[[ DATA FOR THE TASK, beginning ]]

use chrono::{DateTime, Utc};
use serde::{Deserialize, Serialize};

/// Weather condition categories mapped from WMO codes
#[derive(Debug, Clone, Copy, PartialEq, Eq, Serialize, Deserialize, Default)]
#[serde(rename_all = "snake_case")]
pub enum WeatherCondition {
    #[default]
    Clear,
    PartlyCloudy,
    Cloudy,
    Fog,
    Drizzle,
    Rain,
    HeavyRain,
    Snow,
    Sleet,
    Thunderstorm,
}

impl WeatherCondition {
    /// Convert WMO weather code to WeatherCondition
    /// See: https://open-meteo.com/en/docs#weathervariables
    pub fn from_wmo_code(code: i32) -> Self {
        match code {
            0 => Self::Clear,
            1..=2 => Self::PartlyCloudy,
            3 => Self::Cloudy,
            45 | 48 => Self::Fog,
            51 | 53 | 55 => Self::Drizzle,
            56 | 57 => Self::Sleet, // Freezing drizzle
            61 | 63 | 80 => Self::Rain,
            65 | 81 | 82 => Self::HeavyRain,
            66 | 67 => Self::Sleet, // Freezing rain
            71 | 73 | 75 | 77 | 85 | 86 => Self::Snow,
            95 | 96 | 99 => Self::Thunderstorm,
            _ => Self::Clear,
        }
    }

    /// Primary condition label used by predictions and observations.
    ///
    /// Several conditions collapse onto one label: a guess of "Rain" matches
    /// both light and heavy rain.
    pub fn main_label(&self) -> &'static str {
        match self {
            Self::Clear => "Clear",
            Self::PartlyCloudy | Self::Cloudy => "Clouds",
            Self::Fog => "Fog",
            Self::Drizzle => "Drizzle",
            Self::Rain | Self::HeavyRain => "Rain",
            Self::Snow | Self::Sleet => "Snow",
            Self::Thunderstorm => "Thunderstorm",
        }
    }

    /// Get a human-readable description
    pub fn description(&self) -> &'static str {
        match self {
            Self::Clear => "Clear",
            Self::PartlyCloudy => "Partly Cloudy",
            Self::Cloudy => "Cloudy",
            Self::Fog => "Fog",
            Self::Drizzle => "Drizzle",
            Self::Rain => "Rain",
            Self::HeavyRain => "Heavy Rain",
            Self::Snow => "Snow",
            Self::Sleet => "Sleet",
            Self::Thunderstorm => "Thunderstorm",
        }
    }
}

/// Current conditions as delivered by the weather fetch layer
#[derive(Debug, Clone, Serialize, Deserialize)]
pub struct CurrentWeather {
    pub temperature: f64,
    pub feels_like: f64,
    pub humidity: u8,
    pub wind_speed: f64,
    pub condition: WeatherCondition,
    pub updated_at: DateTime<Utc>,
}
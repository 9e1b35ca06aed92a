//! Centralized error types for the SkyGuess application.
//!
//! This module provides a typed error hierarchy that:
//! - Enables precise error handling throughout the codebase
//! - Provides user-friendly messages suitable for UI display
//! - Preserves full error context for debugging/logging

use thiserror::Error;

/// Top-level application error type.
///
/// All errors in the SkyGuess application should be convertible to this type.
/// Use `user_message()` to get a UI-appropriate message.
#[derive(Debug, Error)]
pub enum AppError {
    #[error("Game error: {0}")]
    Game(#[from] GameError),

    #[error("Storage error: {0}")]
    Storage(#[from] StorageError),

    #[error("Configuration error: {0}")]
    Config(#[from] ConfigError),

    #[error("IO error: {0}")]
    Io(#[from] std::io::Error),

    #[error("{0}")]
    Other(#[from] anyhow::Error),
}

impl AppError {
    /// Returns a user-friendly message suitable for display in the UI.
    ///
    /// These messages are designed to be actionable and non-technical.
    pub fn user_message(&self) -> &'static str {
        match self {
            AppError::Game(e) => e.user_message(),
            AppError::Storage(e) => e.user_message(),
            AppError::Config(e) => e.user_message(),
            AppError::Io(_) => "A file operation failed. Please try again.",
            AppError::Other(_) => "An unexpected error occurred. Please try again.",
        }
    }
}

/// Gamification engine errors.
///
/// None of these leave the engine half-updated: an operation that returns
/// one of them has not mutated anything.
#[derive(Debug, Clone, PartialEq, Eq, Error)]
pub enum GameError {
    #[error("Not found: {0}")]
    NotFound(String),

    #[error("Prediction already resolved: {0}")]
    AlreadyCompleted(String),

    #[error("Invalid input: {0}")]
    InvalidInput(String),
}

impl GameError {
    pub fn not_found(id: impl Into<String>) -> Self {
        Self::NotFound(id.into())
    }

    pub fn already_completed(id: impl Into<String>) -> Self {
        Self::AlreadyCompleted(id.into())
    }

    pub fn invalid_input(message: impl Into<String>) -> Self {
        Self::InvalidInput(message.into())
    }

    pub fn user_message(&self) -> &'static str {
        match self {
            GameError::NotFound(_) => "That item no longer exists.",
            GameError::AlreadyCompleted(_) => "This prediction has already been scored.",
            GameError::InvalidInput(_) => "Some of the values entered are not valid.",
        }
    }
}

/// Errors raised while loading or saving engine state.
#[derive(Debug, Error)]
pub enum StorageError {
    #[error("State file IO failed: {0}")]
    Io(#[from] std::io::Error),

    #[error("State serialization failed: {0}")]
    Serialization(String),

    #[error("Saved state is corrupted: {0}")]
    Corrupt(String),
}

impl StorageError {
    pub fn user_message(&self) -> &'static str {
        match self {
            StorageError::Io(_) => "Unable to access saved progress. Try restarting the app.",
            StorageError::Serialization(_) => "Failed to save progress. Please try again.",
            StorageError::Corrupt(_) => {
                "Saved progress may be corrupted. Consider resetting your stats."
            }
        }
    }
}

impl From<serde_json::Error> for StorageError {
    fn from(err: serde_json::Error) -> Self {
        if err.is_data() || err.is_syntax() || err.is_eof() {
            StorageError::Corrupt(err.to_string())
        } else {
            StorageError::Serialization(err.to_string())
        }
    }
}

/// Configuration errors.
#[derive(Debug, Error)]
pub enum ConfigError {
    #[error("Configuration file not found: {0}")]
    NotFound(String),

    #[error("Invalid configuration: {0}")]
    Invalid(String),

    #[error("Configuration parse error: {0}")]
    ParseError(String),

    #[error("Configuration file IO failed: {0}")]
    Io(#[from] std::io::Error),
}

impl ConfigError {
    pub fn user_message(&self) -> &'static str {
        match self {
            ConfigError::NotFound(_) => "Configuration not found. Using defaults.",
            ConfigError::Invalid(_) => "Invalid configuration. Check your settings.",
            ConfigError::ParseError(_) => "Configuration file is malformed. Check your settings.",
            ConfigError::Io(_) => "Unable to read or write the configuration file.",
        }
    }
}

[[ DATA FOR THE TASK, end ]]

(YOUR INSTRUCTIONS) Go through the listing above and find each line containing the string "StorageError"; copy those lines.

(ANSWER BELOW)
    Storage(#[from] StorageError),
pub enum StorageError {
impl StorageError {
            StorageError::Io(_) => "Unable to access saved progress. Try restarting the app.",
            StorageError::Serialization(_) => "Failed to save progress. Please try again.",
            StorageError::Corrupt(_) => {
impl From<serde_json::Error> for StorageError {
            StorageError::Corrupt(err.to_string())
            StorageError::Serialization(err.to_string())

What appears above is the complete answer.